If a rooster spots danger, he sends up a shrill cry. The other roosters echo the cry. Thereupon, the whole flock will often start up a loud, incessant, drum-beating chorus with all members facing the direction of the first alarm, or scattering for cover in the opposite direction. When it looks safe again, an "all clear?" query goes out from the rooster, first one, followed by the others, in their various new places. Eventually the bird who first raised the alarm sends up the "all clear" crow, and a series of locator crows confirms where every other rooster and his sub-flock are at this point.


... The mother hen — a phrase that has come to signify good mothering in humans — may appear to be doing nothing but feeding herself, at least to the naive observer. To the person trained to see what is truly going on, she is in fact imparting essential knowledge to her chicks. Christine Nicol and Stuart Pope from the Department of Farm animal Science at the University of Bristol demonstrated this conclusively in 1996 when they gave hens unpalatable food, colored blue, which the hens learned to avoid. What would happen when their chicks were brought in and were also given this unpalatable food, but were too young to know? Would their mothers intervene? No experiment of this kind had ever been attempted before. It turned out that the mother hens did respond and attempt to get their chicks to avoid the bad food. They knew that what the cicks were eating was not good for them and were teaching them what to eat. The scientists involved said they were "sensitive to perceived chick error."

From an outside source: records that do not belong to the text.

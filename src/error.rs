//! Error taxonomy for the execution engine.
//!
//! Conflicts are never represented here: a merge/rebase conflict is an
//! expected outcome and is carried inside [`crate::types::MergeOutcome`].

use std::path::PathBuf;
use std::time::Duration;

use thiserror::Error;

use crate::cli::GitCliError;

#[derive(Debug, Error)]
pub enum GitExecutorError {
    /// Malformed tenant/app/repo identifier or path escape attempt.
    #[error("invalid repository location: {0}")]
    InvalidLocation(String),

    #[error("repository already exists at {0}")]
    RepositoryExists(PathBuf),

    #[error("repository not found at {0}")]
    RepositoryNotFound(PathBuf),

    /// The remote rejected the supplied deploy key.
    #[error("authentication failed: remote rejected the deploy key")]
    Authentication,

    /// Network-level failure, distinct from a credential rejection so the
    /// platform can render "remote unreachable" instead of "invalid key".
    #[error("remote unreachable: {0}")]
    Transport(String),

    #[error("remote has no refs")]
    EmptyRemote,

    #[error("push rejected: remote contains commits not present locally")]
    NonFastForward,

    #[error("uncommitted changes would be overwritten by checkout")]
    DirtyWorkingTree,

    #[error("cannot amend: repository has no commits yet")]
    NoPriorCommit,

    #[error("branch not found: {0}")]
    BranchNotFound(String),

    #[error("no upstream configured for branch {0}")]
    NoUpstream(String),

    /// The per-repository lock could not be acquired within the bounded wait.
    #[error("repository busy: lock on {0} not acquired within {1:?}")]
    ConcurrentAccess(PathBuf, Duration),

    #[error("blocking task failed: {0}")]
    Task(String),

    #[error(transparent)]
    GitCli(#[from] GitCliError),

    #[error(transparent)]
    Io(#[from] std::io::Error),

    /// Residual libgit2 error that maps to no domain condition.
    #[error(transparent)]
    Git(git2::Error),
}

impl From<git2::Error> for GitExecutorError {
    fn from(e: git2::Error) -> Self {
        use git2::{ErrorClass, ErrorCode};
        let message = e.message().to_string();
        match (e.class(), e.code()) {
            (_, ErrorCode::Auth) => Self::Authentication,
            (ErrorClass::Ssh, _) if looks_like_auth(&message) => Self::Authentication,
            (ErrorClass::Net | ErrorClass::Http | ErrorClass::Ssl | ErrorClass::Ssh, _) => {
                Self::Transport(message)
            }
            (_, ErrorCode::NotFastForward) => Self::NonFastForward,
            (ErrorClass::Checkout, ErrorCode::Conflict) => Self::DirtyWorkingTree,
            _ => Self::Git(e),
        }
    }
}

/// libssh2 reports both credential rejections and connection failures under
/// `ErrorClass::Ssh`; the message is the only discriminator.
fn looks_like_auth(message: &str) -> bool {
    let m = message.to_ascii_lowercase();
    m.contains("authenticat") || m.contains("credential") || m.contains("permission denied")
}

However, any such purposeful communication has been rendered irrelevant by Western factory farming mechanisms, which bring the chicks its food by conveyor belt. Today, chickens are one of the fastest growing creatures on earth, genetically altered to grown twice as fast as normal — fast food on legs, bred to be fried and eaten within seven weeks of emerging from the egg. Others are permitted to grow into egg-laying machines, caged by the thousands in mighty sheds without a glimpse of the sun-dappled light of their natural habitat. Many people now go through life without seeing a hen in any other form than a corpse. Nearly a quart of all commercially reared birds are lame and experience excruciating chronic pain. Scientists like the veterinary professor John Webster of the University of Bristol School of Veterinary Medicine, who exposed this situation, have been accused of being speculative, or worse, anthropomorphic. But recently, an experiment was carried out where chickens were offered two different feeds, one with carprofen, an anti-inflammatory drug with analgesic properties, and another without it. The lame chickens preferred the food with the medication, showing "that lame broiler chickens are in pain and that this pain causes them distress from which they seek relief." Have we abused our power? Are we indifferent to the suffering we create?